Among the lines below, return each one that contains the word "collect".

==== Records for the task

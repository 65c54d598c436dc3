use agenda_infra::AgendaContext;
use std::fmt::Debug;
use tracing::error;

#[async_trait::async_trait(?Send)]
pub trait UseCase: Debug {
    type Response;
    type Error;

    const NAME: &'static str;

    async fn execute(&mut self, ctx: &AgendaContext) -> Result<Self::Response, Self::Error>;
}

#[tracing::instrument(name = "Executing usecase", skip(usecase, ctx), fields(usecase = %U::NAME))]
pub async fn execute<U>(mut usecase: U, ctx: &AgendaContext) -> Result<U::Response, U::Error>
where
    U: UseCase,
    U::Error: Debug,
{
    let res = usecase.execute(ctx).await;

    if let Err(e) = &res {
        error!("Use case error: {:?}", e);
    }

    res
}
use super::{IReminderLock, IReminderRepo};
use crate::repos::notification_log::insert_log;
use crate::repos::shared::query_structs::{OrderBy, ReminderOrderField};
use agenda_domain::{NotificationLog, Reminder, ReminderChannel, ID};
use chrono::{DateTime, Utc};
use sqlx::{types::Uuid, FromRow, PgPool, Postgres, Transaction};
use tracing::error;

pub struct PostgresReminderRepo {
    pool: PgPool,
}

impl PostgresReminderRepo {
    pub fn new(pool: PgPool) -> Self {
        Self { pool }
    }
}

#[derive(Debug, FromRow)]
struct ReminderRaw {
    reminder_uid: Uuid,
    event_uid: Uuid,
    minutes_before: i32,
    channel: String,
    scheduled_for: DateTime<Utc>,
    is_sent: bool,
    sent_at: Option<DateTime<Utc>>,
}

impl TryFrom<ReminderRaw> for Reminder {
    type Error = anyhow::Error;

    fn try_from(raw: ReminderRaw) -> anyhow::Result<Self> {
        Ok(Reminder::restore(
            raw.reminder_uid.into(),
            raw.event_uid.into(),
            raw.minutes_before as i64,
            raw.channel.parse::<ReminderChannel>()?,
            raw.scheduled_for,
            raw.is_sent,
            raw.sent_at,
        ))
    }
}

fn to_reminders(raws: Vec<ReminderRaw>) -> anyhow::Result<Vec<Reminder>> {
    raws.into_iter().map(|raw| raw.try_into()).collect()
}

fn minutes_before(reminder: &Reminder) -> anyhow::Result<i32> {
    Ok(i32::try_from(reminder.minutes_before)?)
}

#[async_trait::async_trait]
impl IReminderRepo for PostgresReminderRepo {
    async fn insert(&self, reminder: &Reminder) -> anyhow::Result<()> {
        sqlx::query(
            r#"
            INSERT INTO reminders(
                reminder_uid,
                event_uid,
                minutes_before,
                channel,
                scheduled_for,
                is_sent,
                sent_at
            )
            VALUES($1, $2, $3, $4, $5, $6, $7)
            "#,
        )
        .bind(reminder.id.inner_ref())
        .bind(reminder.event_id.inner_ref())
        .bind(minutes_before(reminder)?)
        .bind(reminder.channel.as_str())
        .bind(reminder.scheduled_for())
        .bind(reminder.is_sent)
        .bind(reminder.sent_at)
        .execute(&self.pool)
        .await?;
        Ok(())
    }

    async fn save(&self, reminder: &Reminder) -> anyhow::Result<()> {
        sqlx::query(
            r#"
            UPDATE reminders SET
                event_uid = $2,
                minutes_before = $3,
                channel = $4,
                scheduled_for = $5
            WHERE reminder_uid = $1
            "#,
        )
        .bind(reminder.id.inner_ref())
        .bind(reminder.event_id.inner_ref())
        .bind(minutes_before(reminder)?)
        .bind(reminder.channel.as_str())
        .bind(reminder.scheduled_for())
        .execute(&self.pool)
        .await?;
        Ok(())
    }

    async fn find(&self, reminder_id: &ID) -> Option<Reminder> {
        let raw = match sqlx::query_as::<_, ReminderRaw>(
            "SELECT * FROM reminders WHERE reminder_uid = $1",
        )
        .bind(reminder_id.inner_ref())
        .fetch_optional(&self.pool)
        .await
        {
            Ok(raw) => raw?,
            Err(e) => {
                error!("Unable to find reminder {}: {:?}", reminder_id, e);
                return None;
            }
        };
        raw.try_into().ok()
    }

    async fn find_by_event(&self, event_id: &ID) -> anyhow::Result<Vec<Reminder>> {
        let raws = sqlx::query_as::<_, ReminderRaw>(
            "SELECT * FROM reminders WHERE event_uid = $1 ORDER BY scheduled_for",
        )
        .bind(event_id.inner_ref())
        .fetch_all(&self.pool)
        .await?;
        to_reminders(raws)
    }

    async fn find_by_events(&self, event_ids: &[ID]) -> anyhow::Result<Vec<Reminder>> {
        let event_ids = event_ids.iter().map(|id| id.inner()).collect::<Vec<_>>();
        let raws = sqlx::query_as::<_, ReminderRaw>(
            "SELECT * FROM reminders WHERE event_uid = ANY($1) ORDER BY scheduled_for",
        )
        .bind(&event_ids)
        .fetch_all(&self.pool)
        .await?;
        to_reminders(raws)
    }

    async fn find_by_user(
        &self,
        user_id: &ID,
        order_by: OrderBy<ReminderOrderField>,
    ) -> anyhow::Result<Vec<Reminder>> {
        let column = match order_by.field {
            ReminderOrderField::ScheduledFor => "r.scheduled_for",
            ReminderOrderField::MinutesBefore => "r.minutes_before",
        };
        let direction = if order_by.descending { "DESC" } else { "ASC" };
        let query = format!(
            r#"
            SELECT r.* FROM reminders AS r
            INNER JOIN events AS e ON e.event_uid = r.event_uid
            WHERE e.user_uid = $1
            ORDER BY {} {}
            "#,
            column, direction
        );
        let raws = sqlx::query_as::<_, ReminderRaw>(&query)
            .bind(user_id.inner_ref())
            .fetch_all(&self.pool)
            .await?;
        to_reminders(raws)
    }

    async fn find_due(&self, now: DateTime<Utc>) -> anyhow::Result<Vec<Reminder>> {
        let raws = sqlx::query_as::<_, ReminderRaw>(
            r#"
            SELECT * FROM reminders
            WHERE is_sent = FALSE AND scheduled_for <= $1
            ORDER BY scheduled_for
            "#,
        )
        .bind(now)
        .fetch_all(&self.pool)
        .await?;
        to_reminders(raws)
    }

    async fn delete(&self, reminder_id: &ID) -> Option<Reminder> {
        let raw = match sqlx::query_as::<_, ReminderRaw>(
            "DELETE FROM reminders WHERE reminder_uid = $1 RETURNING *",
        )
        .bind(reminder_id.inner_ref())
        .fetch_optional(&self.pool)
        .await
        {
            Ok(raw) => raw?,
            Err(e) => {
                error!("Unable to delete reminder {}: {:?}", reminder_id, e);
                return None;
            }
        };
        raw.try_into().ok()
    }

    async fn delete_by_event(&self, event_id: &ID) -> anyhow::Result<()> {
        sqlx::query("DELETE FROM reminders WHERE event_uid = $1")
            .bind(event_id.inner_ref())
            .execute(&self.pool)
            .await?;
        Ok(())
    }

    async fn lock_for_dispatch(
        &self,
        reminder_id: &ID,
    ) -> anyhow::Result<Option<Box<dyn IReminderLock>>> {
        let mut tx = self.pool.begin().await?;
        let raw = sqlx::query_as::<_, ReminderRaw>(
            "SELECT * FROM reminders WHERE reminder_uid = $1 FOR UPDATE",
        )
        .bind(reminder_id.inner_ref())
        .fetch_optional(&mut *tx)
        .await?;

        match raw {
            Some(raw) => Ok(Some(Box::new(PostgresReminderLock {
                tx,
                reminder: raw.try_into()?,
            }))),
            None => {
                tx.rollback().await?;
                Ok(None)
            }
        }
    }
}

struct PostgresReminderLock {
    tx: Transaction<'static, Postgres>,
    reminder: Reminder,
}

#[async_trait::async_trait]
impl IReminderLock for PostgresReminderLock {
    fn reminder(&self) -> &Reminder {
        &self.reminder
    }

    async fn append_log(&mut self, log: &NotificationLog) -> anyhow::Result<()> {
        insert_log(&mut *self.tx, log).await
    }

    async fn mark_sent(&mut self, sent_at: DateTime<Utc>) -> anyhow::Result<()> {
        sqlx::query("UPDATE reminders SET is_sent = TRUE, sent_at = $2 WHERE reminder_uid = $1")
            .bind(self.reminder.id.inner_ref())
            .bind(sent_at)
            .execute(&mut *self.tx)
            .await?;
        Ok(())
    }

    async fn commit(self: Box<Self>) -> anyhow::Result<()> {
        self.tx.commit().await?;
        Ok(())
    }
}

========

Output for this task →
    raws.into_iter().map(|raw| raw.try_into()).collect()
        let event_ids = event_ids.iter().map(|id| id.inner()).collect::<Vec<_>>();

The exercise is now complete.